The Spooky Axiom that Initiates You into Untold Levels of Psychological Freedom

Create a massive pattern interrupt in your self-concept & life circumstances with one simple, yet eerie line of questioning.

Photo by Reba Spike on Unsplash

Your degree of psychological freedom depends on one factor: the ability to live outside of the drama triangle.

The drama triangle is a model of human dynamics synthesized by Stephen Karpman. It suggests people narrate their experiences from the perspective of three positions: the Victim, the Rescuer, and the Persecutor.

  • The Victim sees herself as the unlucky recipient of a cruel and harsh reality.
  • The Rescuer is a helper to the Victim, using their assumptions of the helplessness of the Victim to support their own fragile sense of power.
  • Finally, the Persecutor is whatever person, circumstance, or event seems to haunt the sad, confused, and unlucky Victim.

We see this dynamic everywhere: the drama triangle haunts the bible, it haunts corporate media, and it may haunt your inner conversations.

You’re in the drama triangle whenever you see yourself as disadvantaged, put-upon, or enslaved by a circumstance/person/event outside your control.

Of course, with situations that make your blood boil, you can probably list thousands of reasons that justify why you are indeed at the mercy of something outside of yourself, whether it’s time, money, or your past choices.

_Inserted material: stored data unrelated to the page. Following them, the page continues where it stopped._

//! File-backed cache of the last analytics snapshot.
//!
//! The analytics view writes its snapshot here after every successful
//! computation. When the AI usage log cannot be read, the cached usage
//! counts are shown instead of zeros.
//!
//! The file location comes from `ANALYTICS_CACHE_PATH`; unset disables
//! the cache.

use std::path::{Path, PathBuf};
use std::sync::Arc;

use tracing::{debug, warn};

use gnotes_core::{AnalyticsSnapshot, Result};

#[derive(Debug, Clone)]
pub struct AnalyticsCache {
    path: Option<Arc<PathBuf>>,
}

impl AnalyticsCache {
    pub fn at(path: impl Into<PathBuf>) -> Self {
        Self {
            path: Some(Arc::new(path.into())),
        }
    }

    pub fn disabled() -> Self {
        Self { path: None }
    }

    pub fn is_enabled(&self) -> bool {
        self.path.is_some()
    }

    pub fn path(&self) -> Option<&Path> {
        self.path.as_deref().map(PathBuf::as_path)
    }

    /// Last stored snapshot. A missing or unreadable file is a miss.
    pub async fn load(&self) -> Option<AnalyticsSnapshot> {
        let path = self.path()?;
        let raw = match tokio::fs::read(path).await {
            Ok(raw) => raw,
            Err(e) if e.kind() == std::io::ErrorKind::NotFound => return None,
            Err(e) => {
                warn!(subsystem = "api", component = "analytics_cache", path = %path.display(), error = %e, "Failed to read analytics cache");
                return None;
            }
        };
        match serde_json::from_slice(&raw) {
            Ok(snapshot) => Some(snapshot),
            Err(e) => {
                warn!(subsystem = "api", component = "analytics_cache", path = %path.display(), error = %e, "Ignoring corrupt analytics cache");
                None
            }
        }
    }

    /// Replace the stored snapshot. A disabled cache accepts and drops it.
    pub async fn store(&self, snapshot: &AnalyticsSnapshot) -> Result<()> {
        let Some(path) = self.path() else {
            return Ok(());
        };
        if let Some(dir) = path.parent().filter(|d| !d.as_os_str().is_empty()) {
            tokio::fs::create_dir_all(dir).await?;
        }

        // write-then-rename so readers never see a partial file
        let tmp = path.with_extension("json.tmp");
        tokio::fs::write(&tmp, serde_json::to_vec_pretty(snapshot)?).await?;
        tokio::fs::rename(&tmp, path).await?;

        debug!(subsystem = "api", component = "analytics_cache", path = %path.display(), "Stored analytics snapshot");
        Ok(())
    }
}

But I’d like to make a bold and sweeping claim: the reason you struggle with creative blockages, relationships, money, or other issues can all be traced back to the very deep-rooted, culturally conditioned tendency to view your life through the drama triangle lens.

But there are no Victims, just unconscious creators

Most people view themselves as Victims — they believe their lives aren’t working either because a) the world is corrupt and bad, b) they are corrupt and bad, or c) both.

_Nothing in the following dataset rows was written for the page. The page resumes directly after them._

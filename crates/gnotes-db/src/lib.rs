//! # gnotes-db
//!
//! PostgreSQL + pgvector storage for GenAI Notes.
//!
//! This crate provides:
//! - Connection pool management
//! - `PgNoteStore`: note CRUD, embedding maintenance, and `match_notes`
//!   nearest-neighbour lookups
//! - `PgAiUsageLog`: the append-only AI usage log
//! - In-memory stores with the same semantics for tests
//!
//! ## Example
//!
//! ```rust,ignore
//! use gnotes_db::{Database, NewNote, NoteStore};
//!
//! #[tokio::main]
//! async fn main() -> Result<(), Box<dyn std::error::Error>> {
//!     let db = Database::connect("postgres://localhost/gnotes").await?;
//!
//!     let note = db.notes.insert(NewNote {
//!         title: "Hello".to_string(),
//!         content: "Hello, world!".to_string(),
//!         tags: vec!["greeting".to_string()],
//!         created_at: None,
//!     }, None).await?;
//!
//!     println!("Created note: {}", note.id);
//!     Ok(())
//! }
//! ```
pub mod ai_usage;
pub mod memory;
pub mod notes;
pub mod pool;

// Note: Always compiled so integration tests (in tests/) can use DEFAULT_TEST_DATABASE_URL
pub mod test_fixtures;

// Re-export core types
pub use gnotes_core::*;

pub use ai_usage::PgAiUsageLog;
pub use memory::{MemoryAiUsageLog, MemoryNoteStore};
pub use notes::PgNoteStore;
pub use pool::{create_pool, create_pool_with_config, log_pool_metrics, PoolConfig};

use std::sync::Arc;

/// Combined database context with all repositories.
pub struct Database {
    /// The underlying connection pool.
    pub pool: sqlx::Pool<sqlx::Postgres>,
    /// Note repository.
    pub notes: Arc<PgNoteStore>,
    /// AI usage log.
    pub ai_usage: Arc<PgAiUsageLog>,
}

impl Database {
    /// Create a new Database instance from a connection pool.
    pub fn new(pool: sqlx::Pool<sqlx::Postgres>) -> Self {
        Self {
            notes: Arc::new(PgNoteStore::new(pool.clone())),
            ai_usage: Arc::new(PgAiUsageLog::new(pool.clone())),
            pool,
        }
    }

    /// Create a new Database instance by connecting to the given URL.
    pub async fn connect(url: &str) -> Result<Self> {
        let pool = create_pool(url).await?;
        Ok(Self::new(pool))
    }

    /// Create with custom pool configuration.
    pub async fn connect_with_config(url: &str, config: PoolConfig) -> Result<Self> {
        let pool = create_pool_with_config(url, config).await?;
        Ok(Self::new(pool))
    }

    /// Run pending migrations.
    #[cfg(feature = "migrations")]
    pub async fn migrate(&self) -> Result<()> {
        sqlx::migrate!("../../migrations")
            .run(&self.pool)
            .await
            .map_err(|e| Error::Database(sqlx::Error::Migrate(Box::new(e))))?;
        Ok(())
    }

    /// Note store as a trait object.
    pub fn note_store(&self) -> Arc<dyn NoteStore> {
        self.notes.clone()
    }

    /// Usage log as a trait object.
    pub fn usage_log(&self) -> Arc<dyn AiUsageLog> {
        self.ai_usage.clone()
    }

    /// Get the underlying connection pool.
    pub fn pool(&self) -> &sqlx::Pool<sqlx::Postgres> {
        &self.pool
    }
}
//! The three AI writing aids: summarize, expand shorthand, auto-title.
//!
//! Every call records an AI usage event before reaching the model. A
//! failure to record is logged and otherwise ignored.

use std::sync::Arc;
use std::time::Instant;

use tracing::{info, warn};

use gnotes_core::defaults::{GENERATED_TITLE_MAX_CHARS, GENERATED_TITLE_TRUNCATE_AT};
use gnotes_core::{
    AiFeature, AiUsageLog, ChatMessage, CompletionBackend, Error, GenerationParams, Result,
};

use crate::retry::RetryPolicy;

/// A fixed prompt for one feature.
#[derive(Debug, Clone, Copy)]
pub struct PromptTemplate {
    pub feature: AiFeature,
    pub system: &'static str,
    /// Prepended to the user input, separated by a newline.
    pub instruction: &'static str,
    pub params: GenerationParams,
}

impl PromptTemplate {
    pub fn messages(&self, input: &str) -> Vec<ChatMessage> {
        vec![
            ChatMessage::system(self.system),
            ChatMessage::user(format!("{}\n{}", self.instruction, input)),
        ]
    }
}

pub const SUMMARIZE: PromptTemplate = PromptTemplate {
    feature: AiFeature::Summarize,
    system: "You are a helpful assistant that summarizes notes.",
    instruction: "Summarize this note:",
    params: GenerationParams {
        temperature: 0.7,
        max_tokens: 100,
    },
};

pub const EXPAND: PromptTemplate = PromptTemplate {
    feature: AiFeature::Generate,
    system: "You are a helpful assistant that expands shorthand or bullet points into a full, \
             clear note. Provide comprehensive, well-structured content that fully expands on \
             the given points.",
    instruction: "Expand this shorthand or bullet points into a full note:",
    params: GenerationParams {
        temperature: 0.7,
        max_tokens: 1000,
    },
};

pub const AUTO_TITLE: PromptTemplate = PromptTemplate {
    feature: AiFeature::AutoTitle,
    system: "You are a helpful assistant that generates concise, descriptive titles for notes. \
             Keep titles under 50 characters and make them clear and specific.",
    instruction: "Generate a short, descriptive title for this note (max 50 characters):",
    params: GenerationParams {
        temperature: 0.3,
        max_tokens: 16,
    },
};

/// Cut titles over the limit to the truncation length plus `...`.
pub fn truncate_title(title: &str) -> String {
    if title.chars().count() > GENERATED_TITLE_MAX_CHARS {
        let cut: String = title.chars().take(GENERATED_TITLE_TRUNCATE_AT).collect();
        format!("{}...", cut)
    } else {
        title.to_string()
    }
}

/// Runs the fixed prompts against a completion backend.
pub struct Assistant {
    completion: Arc<dyn CompletionBackend>,
    usage: Arc<dyn AiUsageLog>,
    retry: RetryPolicy,
}

impl Assistant {
    pub fn new(completion: Arc<dyn CompletionBackend>, usage: Arc<dyn AiUsageLog>) -> Self {
        Self {
            completion,
            usage,
            retry: RetryPolicy::default(),
        }
    }

    pub fn with_retry(mut self, retry: RetryPolicy) -> Self {
        self.retry = retry;
        self
    }

    pub fn model_name(&self) -> &str {
        self.completion.model_name()
    }

    /// Short summary of a note's content.
    pub async fn summarize(&self, content: &str) -> Result<String> {
        self.run(&SUMMARIZE, content).await
    }

    /// Full note text from shorthand or bullet points.
    pub async fn expand_shorthand(&self, shorthand: &str) -> Result<String> {
        self.run(&EXPAND, shorthand).await
    }

    /// Title for a note's content, at most 50 characters.
    pub async fn auto_title(&self, content: &str) -> Result<String> {
        let title = self.run(&AUTO_TITLE, content).await?;
        Ok(truncate_title(&title))
    }

    async fn run(&self, prompt: &PromptTemplate, input: &str) -> Result<String> {
        if input.trim().is_empty() {
            return Err(Error::InvalidInput(format!(
                "{} needs non-empty input",
                prompt.feature.label()
            )));
        }

        if let Err(e) = self.usage.record(prompt.feature).await {
            warn!(
                subsystem = "inference",
                component = "assistant",
                feature = prompt.feature.as_str(),
                error = %e,
                "Failed to log AI usage"
            );
        }

        let start = Instant::now();
        let messages = prompt.messages(input);
        let result = self
            .retry
            .run(prompt.feature.as_str(), || {
                self.completion.complete(&messages, prompt.params)
            })
            .await;

        match &result {
            Ok(text) => info!(
                subsystem = "inference",
                component = "assistant",
                feature = prompt.feature.as_str(),
                prompt_len = input.len(),
                response_len = text.len(),
                duration_ms = start.elapsed().as_millis() as u64,
                "AI call complete"
            ),
            Err(e) => warn!(
                subsystem = "inference",
                component = "assistant",
                feature = prompt.feature.as_str(),
                error = %e,
                "AI call failed"
            ),
        }
        result
    }
}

In the fate-altering book, Existential Kink: Unmask Your Shadow & Embrace Your Power, spooky lunar priestess Carolyn Elliott posits that the reason we feel like we’re powerless against a cruel reality— whether it’s money, time, or our own selves — is the division between our conscious and unconscious minds.

She points to a recognition that psychological pioneers like Freud, Jung, and Lacan described in different ways: most human beings have insanely divided wills.

Most people worry about, rail against, and fight their own inner badness or the problems they see “out there.”

They don’t realize that whatever’s driving their pain actually represents long-repressed, not-culturally-approved-of desires buried within their unconscious minds.

That’s right: your ancient, unconditioned, and cosmically naughty unconscious is curious about a range of experiences, including those that threaten your ego. These include scarcity, rejection, anger, earaches, and other kinds of pain.

If you want freedom, creativity, friendship, and other ego-approved things in your life, you can’t repress or manage away the darkness.

Instead, you need to embrace, and even radically approve of your suffering. As Carl Jung famously said,

Until you make the unconscious conscious, it will rule your life, and you will call it fate.

According to Jungian psychology, the unconscious is the receptive, generative part of your consciousness. For this reason, it has more power to determine the conditions of your life than your ego.

As described in Existential Kink:

The unconscious is generative because the emotions, symbols, and attitudes within it create the synchronicities or meaningful coincidences, that shape your experience.

Whatever desires are in your unconscious, will be “born,” will happen, and the results of those desires will seem to come toward you from some unfathomable outside agency — in other words, “fate.”

This teaching goes against common advice to think positively or focus solely on your desires.

Rather than deny or use control-based tactics to change your situation, you need to embrace, understand, and even celebrate the “difficult” experiences in your life, experiencing them in the same way your unconscious does: as fulfillments, not horrible problems.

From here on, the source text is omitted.